Supplied information section start

//! Lightbar pairing.
//!
//! Every ordered pair of accepted lightbars (left of right by center x) is
//! a candidate armor plate. Candidates run a gauntlet of geometric gates;
//! survivors carry the four ordered vertices the pose solver needs.

use nalgebra::Point2;
use tracing::trace;

use autoaim_config_data::ArmorConfig;
use autoaim_types::ArmorSize;

use crate::lightbar::LightBar;

/// A paired armor candidate before digit classification.
#[derive(Debug, Clone)]
pub(crate) struct RawArmor {
    pub left: LightBar,
    pub right: LightBar,
    /// TL, TR, BR, BL in image coordinates.
    pub vertices: [Point2<f64>; 4],
    pub center: Point2<f64>,
    /// Tilt of the lightbar-center line from horizontal, degrees.
    pub roll_deg: f64,
    pub size: ArmorSize,
}

/// Midpoints of the top two and bottom two corners of a lightbar's
/// oriented rectangle.
fn top_bottom_midpoints(bar: &LightBar) -> (Point2<f64>, Point2<f64>) {
    let mut corners = bar.rect_corners();
    corners.sort_by(|a, b| a.y.total_cmp(&b.y));
    let top = nalgebra::center(&corners[0], &corners[1]);
    let bottom = nalgebra::center(&corners[2], &corners[3]);
    (top, bottom)
}

/// Order four midpoints as TL, TR, BR, BL: sort by x, then resolve each
/// side's pair by y.
fn order_vertices(mids: [Point2<f64>; 4]) -> [Point2<f64>; 4] {
    let mut sorted = mids;
    sorted.sort_by(|a, b| a.x.total_cmp(&b.x).then(a.y.total_cmp(&b.y)));
    let (l0, l1, r0, r1) = (sorted[0], sorted[1], sorted[2], sorted[3]);
    let (tl, bl) = if l0.y < l1.y { (l0, l1) } else { (l1, l0) };
    let (tr, br) = if r0.y < r1.y { (r0, r1) } else { (r1, r0) };
    [tl, tr, br, bl]
}

fn quad_area(vertices: &[Point2<f64>; 4]) -> f64 {
    let mut acc = 0.0;
    for i in 0..4 {
        let a = vertices[i];
        let b = vertices[(i + 1) % 4];
        acc += a.x * b.y - b.x * a.y;
    }
    acc.abs() / 2.0
}

/// Whether `p` lies inside the convex quadrilateral `quad` (TL,TR,BR,BL
/// winding).
fn inside_convex_quad(quad: &[Point2<f64>; 4], p: &Point2<f64>) -> bool {
    let mut sign = 0.0f64;
    for i in 0..4 {
        let a = quad[i];
        let b = quad[(i + 1) % 4];
        let cross = (b.x - a.x) * (p.y - a.y) - (b.y - a.y) * (p.x - a.x);
        if cross.abs() < f64::EPSILON {
            continue;
        }
        if sign == 0.0 {
            sign = cross.signum();
        } else if cross.signum() != sign {
            return false;
        }
    }
    true
}

impl RawArmor {
    fn build(left: &LightBar, right: &LightBar) -> RawArmor {
        let (lt, lb) = top_bottom_midpoints(left);
        let (rt, rb) = top_bottom_midpoints(right);
        let vertices = order_vertices([lt, lb, rt, rb]);
        let center = Point2::new(
            vertices.iter().map(|v| v.x).sum::<f64>() / 4.0,
            vertices.iter().map(|v| v.y).sum::<f64>() / 4.0,
        );
        let dist = nalgebra::distance(&left.center(), &right.center());
        let roll_deg = ((left.center().y - right.center().y).abs() / dist)
            .asin()
            .to_degrees();
        RawArmor {
            left: left.clone(),
            right: right.clone(),
            vertices,
            center,
            roll_deg,
            size: ArmorSize::Small,
        }
    }

    /// Run the pairing gates; on success the size class is filled in.
    fn validate(&mut self, config: &ArmorConfig) -> bool {
        // Vertical overlap: one bar entirely above the other forbids pairing.
        let (_, l_top, _, l_bottom) = self.left.bounds();
        let (_, r_top, _, r_bottom) = self.right.bounds();
        if l_bottom < r_top || r_bottom < l_top {
            trace!("pair rejected: no vertical overlap");
            return false;
        }

        let area_ratio = self.left.geom.ellipse_area / self.right.geom.ellipse_area;
        if area_ratio > config.lightbar_area_ratio || area_ratio < 1.0 / config.lightbar_area_ratio
        {
            trace!("pair rejected: lightbar area ratio {area_ratio:.2}");
            return false;
        }

        let armor_area = quad_area(&self.vertices);
        if armor_area < config.min_area {
            trace!("pair rejected: armor area {armor_area:.0}");
            return false;
        }

        let bar_area_ratio =
            (self.left.geom.ellipse_area + self.right.geom.ellipse_area) / armor_area;
        if bar_area_ratio > config.max_light_bar_armor_area_ratio {
            trace!("pair rejected: lightbar/armor area ratio {bar_area_ratio:.2}");
            return false;
        }

        if self.roll_deg.abs() > config.max_roll_angle {
            trace!("pair rejected: roll {:.1} deg", self.roll_deg);
            return false;
        }

        let left_len = self.left.geom.long_axis;
        let right_len = self.right.geom.long_axis;
        let mean_length = (left_len + right_len) / 2.0;
        let height_diff_ratio = (left_len - right_len).abs() / left_len.max(right_len);
        if height_diff_ratio > config.max_height_diff_ratio {
            trace!("pair rejected: height diff ratio {height_diff_ratio:.2}");
            return false;
        }

        let y_diff_ratio =
            (self.left.center().y - self.right.center().y).abs() / mean_length;
        if y_diff_ratio > config.max_y_diff_ratio {
            trace!("pair rejected: y diff ratio {y_diff_ratio:.2}");
            return false;
        }

        let center_dist = nalgebra::distance(&self.left.center(), &self.right.center());
        let x_diff_ratio = center_dist / mean_length;
        if x_diff_ratio < config.min_x_diff_ratio {
            trace!("pair rejected: x diff ratio {x_diff_ratio:.2}");
            return false;
        }

        // Aspect ratio of the plate: lightbar spacing over lightbar length.
        let aspect_ratio = center_dist / mean_length;
        if aspect_ratio < config.min_aspect_ratio || aspect_ratio > config.max_aspect_ratio {
            trace!("pair rejected: aspect ratio {aspect_ratio:.2}");
            return false;
        }

        // Lightbar tilt agreement, folding the wrap-around near 180.
        let mut angle_diff = (self.left.geom.angle_deg - self.right.geom.angle_deg).abs();
        if angle_diff > 180.0 {
            angle_diff -= 180.0;
        } else if angle_diff > 170.0 {
            angle_diff = 180.0 - angle_diff;
        }
        if angle_diff > config.max_angle_diff {
            trace!("pair rejected: angle diff {angle_diff:.1} deg");
            return false;
        }

        self.size = if aspect_ratio > config.big_armor_ratio {
            ArmorSize::Large
        } else {
            ArmorSize::Small
        };
        true
    }
}

/// Pair accepted lightbars into armor candidates.
///
/// Bars are sorted by center x; every ordered pair is considered, except
/// pairs whose armor quad contains some other accepted bar's center (an
/// interfering lightbar forbids pairing).
pub(crate) fn pair_armors(bars: &[LightBar], config: &ArmorConfig) -> Vec<RawArmor> {
    let mut sorted: Vec<&LightBar> = bars.iter().collect();
    sorted.sort_by(|a, b| a.center().x.total_cmp(&b.center().x));

    let mut armors = Vec::new();
    for i in 0..sorted.len() {
        for j in (i + 1)..sorted.len() {
            let mut armor = RawArmor::build(sorted[i], sorted[j]);
            let interference = sorted.iter().enumerate().any(|(k, bar)| {
                k != i && k != j && inside_convex_quad(&armor.vertices, &bar.center())
            });
            if interference {
                trace!("pair rejected: interfering lightbar inside armor quad");
                continue;
            }
            if armor.validate(config) {
                armors.push(armor);
            }
        }
    }
    armors
}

Supplied information section end

● **Work instructions**
Where the line holding "let height_diff_ratio = (left_len" appears in the listing above, start reproducing exactly, and end with the line holding "let mut angle_diff".

● **Result of the exercise**
        let height_diff_ratio = (left_len - right_len).abs() / left_len.max(right_len);
        if height_diff_ratio > config.max_height_diff_ratio {
            trace!("pair rejected: height diff ratio {height_diff_ratio:.2}");
            return false;
        }

        let y_diff_ratio =
            (self.left.center().y - self.right.center().y).abs() / mean_length;
        if y_diff_ratio > config.max_y_diff_ratio {
            trace!("pair rejected: y diff ratio {y_diff_ratio:.2}");
            return false;
        }

        let center_dist = nalgebra::distance(&self.left.center(), &self.right.center());
        let x_diff_ratio = center_dist / mean_length;
        if x_diff_ratio < config.min_x_diff_ratio {
            trace!("pair rejected: x diff ratio {x_diff_ratio:.2}");
            return false;
        }

        // Aspect ratio of the plate: lightbar spacing over lightbar length.
        let aspect_ratio = center_dist / mean_length;
        if aspect_ratio < config.min_aspect_ratio || aspect_ratio > config.max_aspect_ratio {
            trace!("pair rejected: aspect ratio {aspect_ratio:.2}");
            return false;
        }

        // Lightbar tilt agreement, folding the wrap-around near 180.
        let mut angle_diff = (self.left.geom.angle_deg - self.right.geom.angle_deg).abs();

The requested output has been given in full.